A new school year is starting, and kids are going back to the basics–trading summer camps for classrooms, skateboards for school supplies, and video games for textbooks. Like these returning schoolchildren, investment advisors are also going back to basics this year as they attempt to navigate the current market environment. In this month’s article we will examine one of the most important basic skills receiving renewed attention: client relationships.
Advisors’ return to relationship basics is one of the largest shifts we’ve seen in ten years of collecting data through AdvisorBenchmarking. The 2008 market crisis has advisors focusing on fundamental issues such as regaining assets and effective client relationship management. Advisors ranked “relationship management” as the most important area for running an advisory firm, according to almost half (45%) of survey participants. They also named finding new clients (88%) and communication with clients (79%) as the most challenging areas of their businesses. In other words, advisors are struggling with some of the most basic aspects of the business: client relationship management and client communication.

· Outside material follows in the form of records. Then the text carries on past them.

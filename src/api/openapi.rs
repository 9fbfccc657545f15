//! OpenAPI documentation configuration.

use utoipa::OpenApi;

use crate::api::handlers::auth_handler;
use crate::domain::{Credentials, LoginResult};

/// OpenAPI documentation for the login API
#[derive(OpenApi)]
#[openapi(
    info(
        title = "Mall Auth",
        version = "0.1.0",
        description = "Demo login endpoint for the shopping mall front end",
        license(name = "MIT", url = "https://opensource.org/licenses/MIT")
    ),
    servers(
        (url = "http://localhost:8081", description = "Local development server")
    ),
    paths(auth_handler::login),
    components(schemas(Credentials, LoginResult)),
    tags(
        (name = "Authentication", description = "Demo login")
    )
)]
pub struct ApiDoc;
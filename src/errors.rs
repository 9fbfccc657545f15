//! Centralized error handling.
//!
//! Covers transport-level failures only. Rejected credentials are a normal
//! login outcome (`LoginResult::invalid_credentials`), not an error.

use axum::{
    http::StatusCode,
    response::{IntoResponse, Response},
    Json,
};
use serde::Serialize;
use thiserror::Error;

/// Application error types
#[derive(Error, Debug)]
pub enum AppError {
    /// Request body could not be read as the expected JSON
    #[error("Invalid input: {0}")]
    BadRequest(String),

    #[error("Internal server error")]
    Internal(String),
}

/// Error response body, same envelope as a login result
#[derive(Debug, Serialize)]
struct ErrorResponse {
    code: u16,
    msg: String,
}

impl AppError {
    /// Get HTTP status code
    pub fn status(&self) -> StatusCode {
        match self {
            AppError::BadRequest(_) => StatusCode::BAD_REQUEST,
            AppError::Internal(_) => StatusCode::INTERNAL_SERVER_ERROR,
        }
    }

    /// Get user-facing message (hides internal details)
    pub fn user_message(&self) -> String {
        match self {
            AppError::BadRequest(msg) => msg.clone(),
            AppError::Internal(msg) => {
                tracing::error!("Internal error: {}", msg);
                "An internal error occurred".to_string()
            }
        }
    }
}

impl IntoResponse for AppError {
    fn into_response(self) -> Response {
        let status = self.status();
        let body = ErrorResponse {
            code: status.as_u16(),
            msg: self.user_message(),
        };

        (status, Json(body)).into_response()
    }
}

/// Result type alias
pub type AppResult<T> = Result<T, AppError>;

/// Convenience constructors
impl AppError {
    pub fn bad_request(msg: impl Into<String>) -> Self {
        AppError::BadRequest(msg.into())
    }

    pub fn internal(msg: impl Into<String>) -> Self {
        AppError::Internal(msg.into())
    }
}

#[cfg(test)]
mod tests {
    use super::*;

    #[test]
    fn test_status_codes() {
        assert_eq!(AppError::bad_request("x").status(), StatusCode::BAD_REQUEST);
        assert_eq!(
            AppError::internal("x").status(),
            StatusCode::INTERNAL_SERVER_ERROR
        );
    }

    #[test]
    fn test_internal_details_are_hidden() {
        let err = AppError::internal("failed to bind 0.0.0.0:8081");
        assert_eq!(err.user_message(), "An internal error occurred");
    }

    #[test]
    fn test_bad_request_message_is_shown() {
        let err = AppError::bad_request("Expected request with `Content-Type: application/json`");
        assert_eq!(
            err.user_message(),
            "Expected request with `Content-Type: application/json`"
        );
    }
}
//! CLI argument definitions.
//!
//! Uses clap derive macros for type-safe argument parsing.

use clap::{Parser, Subcommand};

/// Mall Auth - Demo login endpoint for the shopping mall front end
#[derive(Parser, Debug)]
#[command(name = "mall-auth")]
#[command(author, version, about, long_about = None)]
pub struct Cli {
    /// Enable verbose logging
    #[arg(short, long, global = true)]
    pub verbose: bool,

    #[command(subcommand)]
    pub command: Commands,
}

/// Available CLI commands
#[derive(Subcommand, Debug)]
pub enum Commands {
    /// Start the HTTP server
    Serve(ServeArgs),

    /// Print the OpenAPI document as JSON
    Openapi,
}

/// Arguments for the serve command
///
/// Unset flags fall back to `SERVER_HOST` / `SERVER_PORT` via `Config`.
#[derive(Parser, Debug)]
pub struct ServeArgs {
    /// Host to bind to [default: $SERVER_HOST or 0.0.0.0]
    #[arg(short = 'H', long)]
    pub host: Option<String>,

    /// Port to listen on [default: $SERVER_PORT or 8081]
    #[arg(short, long)]
    pub port: Option<u16>,
}
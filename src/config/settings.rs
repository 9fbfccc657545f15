//! Application settings loaded from environment variables.

use std::env;

use super::constants::{CORS_ANY_ORIGIN, DEFAULT_SERVER_HOST, DEFAULT_SERVER_PORT};

/// Which origins may call the API from a browser.
#[derive(Debug, Clone, Default, PartialEq, Eq)]
pub enum AllowedOrigins {
    /// Any origin (`*`)
    #[default]
    Any,
    /// An explicit list of origins
    List(Vec<String>),
}

impl AllowedOrigins {
    /// Parse a `CORS_ALLOWED_ORIGINS` value.
    ///
    /// `*` anywhere in the list, or an empty list, means every origin.
    pub fn parse(raw: &str) -> Self {
        let origins: Vec<String> = raw
            .split(',')
            .map(str::trim)
            .filter(|origin| !origin.is_empty())
            .map(str::to_string)
            .collect();

        if origins.is_empty() || origins.iter().any(|origin| origin == CORS_ANY_ORIGIN) {
            AllowedOrigins::Any
        } else {
            AllowedOrigins::List(origins)
        }
    }
}

/// Application configuration
#[derive(Debug, Clone)]
pub struct Config {
    pub server_host: String,
    pub server_port: u16,
    pub cors_allowed_origins: AllowedOrigins,
}

impl Config {
    /// Load configuration from environment variables (and `.env`, if present).
    pub fn from_env() -> Self {
        dotenvy::dotenv().ok();
        Self::from_lookup(|key| env::var(key).ok())
    }

    /// Build configuration from a variable lookup.
    ///
    /// Unparseable values fall back to their defaults.
    pub fn from_lookup<F>(lookup: F) -> Self
    where
        F: Fn(&str) -> Option<String>,
    {
        Self {
            server_host: lookup("SERVER_HOST")
                .unwrap_or_else(|| DEFAULT_SERVER_HOST.to_string()),
            server_port: lookup("SERVER_PORT")
                .and_then(|v| v.parse().ok())
                .unwrap_or(DEFAULT_SERVER_PORT),
            cors_allowed_origins: lookup("CORS_ALLOWED_ORIGINS")
                .map(|v| AllowedOrigins::parse(&v))
                .unwrap_or_default(),
        }
    }

    /// Apply `serve` flags; a flag that was given wins over the environment.
    pub fn with_overrides(mut self, host: Option<String>, port: Option<u16>) -> Self {
        if let Some(host) = host {
            self.server_host = host;
        }
        if let Some(port) = port {
            self.server_port = port;
        }
        self
    }

    /// Get the full server address.
    pub fn server_addr(&self) -> String {
        format!("{}:{}", self.server_host, self.server_port)
    }
}

impl Default for Config {
    fn default() -> Self {
        Self {
            server_host: DEFAULT_SERVER_HOST.to_string(),
            server_port: DEFAULT_SERVER_PORT,
            cors_allowed_origins: AllowedOrigins::Any,
        }
    }
}
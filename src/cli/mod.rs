//! CLI module - Command-line interface for the application.
//!
//! Provides commands for:
//! - `serve` - Start the HTTP server
//! - `openapi` - Print the API description

pub mod args;

pub use args::{Cli, Commands};
//! Authentication service - Decides the outcome of a login attempt.
//!
//! The demo build accepts exactly one fixed credential pair and hands out a
//! placeholder token. Handlers are pure: no logging, storage or I/O.

use crate::config::{DEMO_PASSWORD, DEMO_USERNAME};
use crate::domain::{Credentials, LoginResult};

#[cfg(test)]
use mockall::automock;

/// Login handler trait for dependency injection.
#[cfg_attr(test, automock)]
pub trait LoginHandler: Send + Sync {
    /// Check credentials and produce the login outcome.
    fn handle(&self, credentials: &Credentials) -> LoginResult;
}

/// Accepts only the built-in demo account.
#[derive(Debug, Clone, Copy, Default)]
pub struct FixedCredentials;

impl FixedCredentials {
    pub fn new() -> Self {
        Self
    }
}

impl LoginHandler for FixedCredentials {
    fn handle(&self, credentials: &Credentials) -> LoginResult {
        if credentials.matches(DEMO_USERNAME, DEMO_PASSWORD) {
            LoginResult::succeeded()
        } else {
            LoginResult::invalid_credentials()
        }
    }
}
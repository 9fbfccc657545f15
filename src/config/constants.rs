//! Application-wide constants
//!
//! Centralized location for magic values to improve maintainability.

// =============================================================================
// Demo Login
// =============================================================================

/// Username accepted by the demo login
pub const DEMO_USERNAME: &str = "admin";

/// Password accepted by the demo login
pub const DEMO_PASSWORD: &str = "123";

/// Placeholder token handed out on a successful login
pub const MOCK_TOKEN: &str = "mock-jwt-token-for-demo";

/// Result code for a successful login
pub const CODE_LOGIN_SUCCEEDED: u16 = 200;

/// Result code for rejected credentials
pub const CODE_INVALID_CREDENTIALS: u16 = 400;

pub const MSG_LOGIN_SUCCEEDED: &str = "login succeeded";

pub const MSG_INVALID_CREDENTIALS: &str = "invalid username or password";

// =============================================================================
// Server Configuration
// =============================================================================

/// Default server host address
pub const DEFAULT_SERVER_HOST: &str = "0.0.0.0";

/// Default server port (the storefront front end points at :8081/api)
pub const DEFAULT_SERVER_PORT: u16 = 8081;

/// Route prefix shared by every API endpoint
pub const API_PREFIX: &str = "/api";

// =============================================================================
// CORS
// =============================================================================

/// Wildcard value accepted in CORS_ALLOWED_ORIGINS
pub const CORS_ANY_ORIGIN: &str = "*";

// =============================================================================
// Logging
// =============================================================================

/// Tracing filter used when neither --verbose nor RUST_LOG is given
pub const DEFAULT_LOG_FILTER: &str = "info,tower_http=debug";
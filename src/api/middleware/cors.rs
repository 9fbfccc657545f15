//! Cross-origin policy for browser clients.

use axum::http::{header, HeaderValue, Method};
use tower_http::cors::{AllowOrigin, Any, CorsLayer};

use crate::config::AllowedOrigins;

/// Build the CORS layer from the configured origins.
///
/// Origins that are not valid header values are skipped.
pub fn cors_layer(origins: &AllowedOrigins) -> CorsLayer {
    let allow_origin: AllowOrigin = match origins {
        AllowedOrigins::Any => Any.into(),
        AllowedOrigins::List(list) => {
            let values: Vec<HeaderValue> = list
                .iter()
                .filter_map(|origin| match HeaderValue::from_str(origin) {
                    Ok(value) => Some(value),
                    Err(_) => {
                        tracing::warn!("Ignoring invalid CORS origin: {:?}", origin);
                        None
                    }
                })
                .collect();
            AllowOrigin::list(values)
        }
    };

    CorsLayer::new()
        .allow_origin(allow_origin)
        .allow_methods([Method::POST, Method::OPTIONS])
        .allow_headers([header::CONTENT_TYPE, header::AUTHORIZATION])
}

Relationship Managementis the Key for Referrals
The advisory business is a people business, and relationship management is a critical component of an advisor’s job. People prefer to work with someone they like at the best of times. In light of the market meltdown, worried clients will increasingly demand expert interpersonal skills as well as excellent financial management from their advisors. One of the major challenges for investment advisors today is how to attract new clients while retaining current ones. For both jobs, good relationship management is key.With a tough 2008 behind us, many dissatisfied investors are shopping for new advisors–and asking friends and family for suggestions. There is tremendous opportunity now to sign on new clients by actively seeking referrals from your existing ones. Most professionals (86%) believe that their top source for increasing assets under management (AUM) in the next five years will be referrals from existing clients–continuing the trend we’ve seen in the past. In our 2008 survey, advisors reported gaining more clients by actively seeking referrals than they had in 2007–12% compared to 5%. However, many advisors confided that they are uncomfortable with soliciting referrals from clients. They don’t feel confident with the process and don’t have formal referral programs in place.
How can you help yourself solicit referrals and attract new clients, as well as manage existing client relationships? Start by polishing your communication skills. To go back to the basics:
l Ask questions and listen carefully.
l Articulate your ideas and your advice with conviction to inspire a positive client response.
l Find meaningful ways to assess and address clients’ core values and concerns.